PROBLEM STATEMENT - Please copy every line of the data in which the string "that" appears.

EXERCISE INPUTS -
━━━━━━━━━━

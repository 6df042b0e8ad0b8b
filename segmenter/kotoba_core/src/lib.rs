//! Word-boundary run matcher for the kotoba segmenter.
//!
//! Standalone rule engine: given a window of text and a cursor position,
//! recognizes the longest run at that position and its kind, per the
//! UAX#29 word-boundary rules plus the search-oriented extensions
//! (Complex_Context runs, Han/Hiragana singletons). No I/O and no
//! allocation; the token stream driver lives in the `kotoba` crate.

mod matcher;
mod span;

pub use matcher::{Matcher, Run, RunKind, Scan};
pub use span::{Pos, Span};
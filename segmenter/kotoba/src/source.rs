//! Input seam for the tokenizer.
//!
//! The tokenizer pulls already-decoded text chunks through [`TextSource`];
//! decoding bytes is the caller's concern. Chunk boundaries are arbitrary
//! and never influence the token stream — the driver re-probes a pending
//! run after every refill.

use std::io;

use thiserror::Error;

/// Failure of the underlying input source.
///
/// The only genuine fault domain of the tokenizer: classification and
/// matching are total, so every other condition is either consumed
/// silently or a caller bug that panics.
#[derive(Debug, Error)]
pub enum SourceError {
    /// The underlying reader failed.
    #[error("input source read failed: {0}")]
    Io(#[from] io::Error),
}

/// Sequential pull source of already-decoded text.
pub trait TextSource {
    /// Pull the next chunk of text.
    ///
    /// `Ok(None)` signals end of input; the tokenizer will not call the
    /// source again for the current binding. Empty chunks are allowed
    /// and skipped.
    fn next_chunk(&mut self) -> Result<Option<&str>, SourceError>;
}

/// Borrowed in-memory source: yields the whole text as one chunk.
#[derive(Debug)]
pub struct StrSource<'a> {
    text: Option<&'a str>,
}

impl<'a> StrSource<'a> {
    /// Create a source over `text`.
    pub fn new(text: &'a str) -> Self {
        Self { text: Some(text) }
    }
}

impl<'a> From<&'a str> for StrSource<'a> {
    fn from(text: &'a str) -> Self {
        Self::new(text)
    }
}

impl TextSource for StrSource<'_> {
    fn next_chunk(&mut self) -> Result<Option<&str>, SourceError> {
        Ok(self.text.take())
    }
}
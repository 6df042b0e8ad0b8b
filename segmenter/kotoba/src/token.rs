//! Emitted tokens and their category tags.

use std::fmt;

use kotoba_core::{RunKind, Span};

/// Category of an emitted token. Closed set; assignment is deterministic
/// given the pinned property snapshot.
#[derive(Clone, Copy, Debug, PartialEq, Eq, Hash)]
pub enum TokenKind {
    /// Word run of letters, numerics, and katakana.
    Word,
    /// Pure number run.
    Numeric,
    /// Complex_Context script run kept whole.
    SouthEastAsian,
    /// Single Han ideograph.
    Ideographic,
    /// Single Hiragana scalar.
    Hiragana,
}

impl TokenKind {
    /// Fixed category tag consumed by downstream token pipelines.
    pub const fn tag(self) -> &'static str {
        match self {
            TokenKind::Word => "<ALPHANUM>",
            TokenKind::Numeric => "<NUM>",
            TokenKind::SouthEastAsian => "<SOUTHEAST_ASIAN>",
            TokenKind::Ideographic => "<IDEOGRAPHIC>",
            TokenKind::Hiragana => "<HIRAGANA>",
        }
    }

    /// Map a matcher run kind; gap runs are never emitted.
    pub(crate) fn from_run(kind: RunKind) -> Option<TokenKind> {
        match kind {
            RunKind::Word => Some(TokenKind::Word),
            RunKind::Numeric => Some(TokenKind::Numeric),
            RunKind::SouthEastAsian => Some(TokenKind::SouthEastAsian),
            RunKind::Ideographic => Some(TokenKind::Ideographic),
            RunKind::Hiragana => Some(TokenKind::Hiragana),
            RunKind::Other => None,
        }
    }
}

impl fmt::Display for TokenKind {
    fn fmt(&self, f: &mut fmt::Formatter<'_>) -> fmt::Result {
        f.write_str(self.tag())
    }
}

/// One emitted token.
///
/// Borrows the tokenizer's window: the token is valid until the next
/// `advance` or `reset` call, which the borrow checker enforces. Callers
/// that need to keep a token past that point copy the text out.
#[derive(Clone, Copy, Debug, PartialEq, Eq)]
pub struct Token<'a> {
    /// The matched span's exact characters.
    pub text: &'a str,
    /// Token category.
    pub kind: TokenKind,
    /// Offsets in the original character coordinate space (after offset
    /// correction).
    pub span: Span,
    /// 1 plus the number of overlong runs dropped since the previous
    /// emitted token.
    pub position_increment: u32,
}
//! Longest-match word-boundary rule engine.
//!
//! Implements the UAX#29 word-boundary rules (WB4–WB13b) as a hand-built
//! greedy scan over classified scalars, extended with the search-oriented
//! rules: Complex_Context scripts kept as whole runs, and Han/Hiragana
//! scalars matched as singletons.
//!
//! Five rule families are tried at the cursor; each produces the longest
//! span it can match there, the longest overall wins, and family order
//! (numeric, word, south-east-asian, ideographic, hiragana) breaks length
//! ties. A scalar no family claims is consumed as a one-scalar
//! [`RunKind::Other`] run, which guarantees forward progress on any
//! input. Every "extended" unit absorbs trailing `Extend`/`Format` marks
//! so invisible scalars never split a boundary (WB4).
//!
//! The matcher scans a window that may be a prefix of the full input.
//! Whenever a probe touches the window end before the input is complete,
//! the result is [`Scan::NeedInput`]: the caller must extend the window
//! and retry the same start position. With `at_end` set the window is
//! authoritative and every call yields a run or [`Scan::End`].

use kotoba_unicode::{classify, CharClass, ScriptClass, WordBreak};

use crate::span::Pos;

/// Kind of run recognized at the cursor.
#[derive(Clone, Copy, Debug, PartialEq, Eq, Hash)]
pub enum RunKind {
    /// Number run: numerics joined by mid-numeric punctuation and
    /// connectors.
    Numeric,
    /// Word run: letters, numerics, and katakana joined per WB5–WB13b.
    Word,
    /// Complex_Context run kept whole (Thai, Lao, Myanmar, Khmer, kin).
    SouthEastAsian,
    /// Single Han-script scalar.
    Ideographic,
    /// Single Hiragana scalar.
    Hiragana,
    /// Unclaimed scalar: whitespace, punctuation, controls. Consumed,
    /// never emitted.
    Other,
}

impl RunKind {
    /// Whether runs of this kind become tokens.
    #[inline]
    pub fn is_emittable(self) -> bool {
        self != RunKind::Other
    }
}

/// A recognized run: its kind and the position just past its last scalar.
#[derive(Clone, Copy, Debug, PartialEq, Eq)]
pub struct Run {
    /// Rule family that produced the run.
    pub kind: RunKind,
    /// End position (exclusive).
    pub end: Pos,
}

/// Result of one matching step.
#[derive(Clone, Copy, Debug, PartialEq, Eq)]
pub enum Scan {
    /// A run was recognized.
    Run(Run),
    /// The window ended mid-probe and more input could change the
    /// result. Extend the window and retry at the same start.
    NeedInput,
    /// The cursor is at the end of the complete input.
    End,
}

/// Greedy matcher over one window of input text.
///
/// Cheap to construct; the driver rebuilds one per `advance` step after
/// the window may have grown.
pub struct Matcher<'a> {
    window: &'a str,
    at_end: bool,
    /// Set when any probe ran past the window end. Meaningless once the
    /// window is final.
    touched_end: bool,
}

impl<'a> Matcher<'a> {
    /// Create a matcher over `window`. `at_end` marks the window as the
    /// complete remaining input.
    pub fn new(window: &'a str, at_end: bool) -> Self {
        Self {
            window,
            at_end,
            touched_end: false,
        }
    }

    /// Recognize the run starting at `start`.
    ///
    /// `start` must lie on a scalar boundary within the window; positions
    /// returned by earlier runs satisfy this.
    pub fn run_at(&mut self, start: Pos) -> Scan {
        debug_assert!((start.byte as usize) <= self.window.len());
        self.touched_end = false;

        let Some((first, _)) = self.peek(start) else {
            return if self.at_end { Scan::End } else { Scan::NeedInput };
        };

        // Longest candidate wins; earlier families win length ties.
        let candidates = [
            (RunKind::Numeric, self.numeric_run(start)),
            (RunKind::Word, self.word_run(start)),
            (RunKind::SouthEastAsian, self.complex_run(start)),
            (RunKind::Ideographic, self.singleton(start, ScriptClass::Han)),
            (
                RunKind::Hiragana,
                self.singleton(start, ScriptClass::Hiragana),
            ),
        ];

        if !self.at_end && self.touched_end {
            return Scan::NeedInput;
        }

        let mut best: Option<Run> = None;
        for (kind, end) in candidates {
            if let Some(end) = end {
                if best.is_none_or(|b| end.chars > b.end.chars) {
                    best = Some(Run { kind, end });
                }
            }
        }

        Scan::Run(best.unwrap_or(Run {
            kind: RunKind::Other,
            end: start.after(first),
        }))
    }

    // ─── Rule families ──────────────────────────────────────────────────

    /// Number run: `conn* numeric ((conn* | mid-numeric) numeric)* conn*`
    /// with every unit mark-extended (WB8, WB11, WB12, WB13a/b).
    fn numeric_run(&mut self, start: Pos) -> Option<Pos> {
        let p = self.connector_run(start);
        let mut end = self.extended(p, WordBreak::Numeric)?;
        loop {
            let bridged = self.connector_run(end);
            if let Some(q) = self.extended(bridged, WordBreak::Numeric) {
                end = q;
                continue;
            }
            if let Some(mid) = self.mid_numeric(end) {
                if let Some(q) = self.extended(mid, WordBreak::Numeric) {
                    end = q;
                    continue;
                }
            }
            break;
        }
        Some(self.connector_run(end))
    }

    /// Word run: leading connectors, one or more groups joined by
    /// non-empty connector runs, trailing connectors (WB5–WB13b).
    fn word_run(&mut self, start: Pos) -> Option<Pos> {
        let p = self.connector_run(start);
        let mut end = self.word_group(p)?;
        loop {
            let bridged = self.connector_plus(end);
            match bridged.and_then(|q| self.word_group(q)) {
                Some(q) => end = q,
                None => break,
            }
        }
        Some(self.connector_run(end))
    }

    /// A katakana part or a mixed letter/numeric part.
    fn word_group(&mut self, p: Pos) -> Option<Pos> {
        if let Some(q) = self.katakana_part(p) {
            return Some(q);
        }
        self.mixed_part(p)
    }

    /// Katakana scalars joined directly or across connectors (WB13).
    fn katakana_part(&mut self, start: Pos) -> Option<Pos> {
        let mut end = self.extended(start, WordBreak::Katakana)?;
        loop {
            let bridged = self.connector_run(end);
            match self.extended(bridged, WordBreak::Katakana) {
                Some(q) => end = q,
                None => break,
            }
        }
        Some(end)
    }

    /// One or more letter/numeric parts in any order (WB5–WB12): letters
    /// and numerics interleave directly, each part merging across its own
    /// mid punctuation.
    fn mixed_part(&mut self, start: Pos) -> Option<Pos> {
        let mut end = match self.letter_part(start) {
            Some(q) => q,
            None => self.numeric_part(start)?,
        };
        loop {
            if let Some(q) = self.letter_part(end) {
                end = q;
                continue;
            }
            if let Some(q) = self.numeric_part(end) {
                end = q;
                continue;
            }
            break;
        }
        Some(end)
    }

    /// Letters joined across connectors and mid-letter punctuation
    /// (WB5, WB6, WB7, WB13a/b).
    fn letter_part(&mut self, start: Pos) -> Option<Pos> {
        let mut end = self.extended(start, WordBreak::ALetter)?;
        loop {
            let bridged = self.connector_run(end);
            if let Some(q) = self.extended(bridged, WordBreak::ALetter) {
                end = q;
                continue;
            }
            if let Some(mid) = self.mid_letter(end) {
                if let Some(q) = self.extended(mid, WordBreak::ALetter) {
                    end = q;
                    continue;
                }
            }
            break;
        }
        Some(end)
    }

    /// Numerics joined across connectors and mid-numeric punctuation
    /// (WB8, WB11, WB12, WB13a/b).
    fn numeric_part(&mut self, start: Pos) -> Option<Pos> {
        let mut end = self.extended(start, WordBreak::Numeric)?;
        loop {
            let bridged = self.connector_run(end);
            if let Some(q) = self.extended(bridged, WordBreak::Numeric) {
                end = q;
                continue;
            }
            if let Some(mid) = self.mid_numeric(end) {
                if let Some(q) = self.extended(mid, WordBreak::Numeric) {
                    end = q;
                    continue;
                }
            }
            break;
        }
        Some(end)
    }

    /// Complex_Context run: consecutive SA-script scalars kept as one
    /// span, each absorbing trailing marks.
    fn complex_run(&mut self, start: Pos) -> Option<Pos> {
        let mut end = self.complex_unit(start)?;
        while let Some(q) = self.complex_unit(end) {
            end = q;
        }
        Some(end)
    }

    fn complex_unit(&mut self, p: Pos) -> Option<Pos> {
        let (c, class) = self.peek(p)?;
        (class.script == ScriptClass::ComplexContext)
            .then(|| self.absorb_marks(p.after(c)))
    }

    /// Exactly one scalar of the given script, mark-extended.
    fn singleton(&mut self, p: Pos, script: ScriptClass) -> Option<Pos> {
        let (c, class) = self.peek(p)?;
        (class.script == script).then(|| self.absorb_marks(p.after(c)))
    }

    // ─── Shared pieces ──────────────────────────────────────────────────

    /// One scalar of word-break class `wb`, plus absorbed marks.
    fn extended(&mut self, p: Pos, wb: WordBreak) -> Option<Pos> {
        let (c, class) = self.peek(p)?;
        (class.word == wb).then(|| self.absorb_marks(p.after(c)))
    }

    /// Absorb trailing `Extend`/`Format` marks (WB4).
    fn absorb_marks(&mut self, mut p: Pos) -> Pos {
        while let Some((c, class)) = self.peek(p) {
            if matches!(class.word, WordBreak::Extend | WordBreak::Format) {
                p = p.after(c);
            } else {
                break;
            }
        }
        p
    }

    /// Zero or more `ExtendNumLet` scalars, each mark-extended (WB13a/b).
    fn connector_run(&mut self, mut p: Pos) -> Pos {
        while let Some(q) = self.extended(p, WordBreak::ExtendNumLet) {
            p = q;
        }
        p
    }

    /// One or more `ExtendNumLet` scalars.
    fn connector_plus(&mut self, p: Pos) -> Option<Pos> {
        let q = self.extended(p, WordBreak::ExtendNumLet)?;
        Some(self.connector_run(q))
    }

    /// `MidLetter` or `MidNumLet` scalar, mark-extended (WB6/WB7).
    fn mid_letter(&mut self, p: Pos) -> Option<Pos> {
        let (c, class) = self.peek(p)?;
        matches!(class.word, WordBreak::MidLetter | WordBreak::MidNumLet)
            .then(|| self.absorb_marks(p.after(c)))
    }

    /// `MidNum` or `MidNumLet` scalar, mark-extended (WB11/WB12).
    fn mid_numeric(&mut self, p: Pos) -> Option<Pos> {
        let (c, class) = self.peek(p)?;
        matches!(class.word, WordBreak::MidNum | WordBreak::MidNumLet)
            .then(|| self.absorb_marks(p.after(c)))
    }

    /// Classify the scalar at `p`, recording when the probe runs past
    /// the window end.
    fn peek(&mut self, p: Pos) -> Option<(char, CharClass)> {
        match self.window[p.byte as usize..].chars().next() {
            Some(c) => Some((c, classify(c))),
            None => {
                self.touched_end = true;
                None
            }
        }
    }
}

━━━━━━━━━━

SOLUTION TO THIS PROBLEM -
//! recognizes the longest run at that position and its kind, per the
/// silently or a caller bug that panics.
/// that need to keep a token past that point copy the text out.
//! The matcher scans a window that may be a prefix of the full input.
    /// Rule family that produced the run.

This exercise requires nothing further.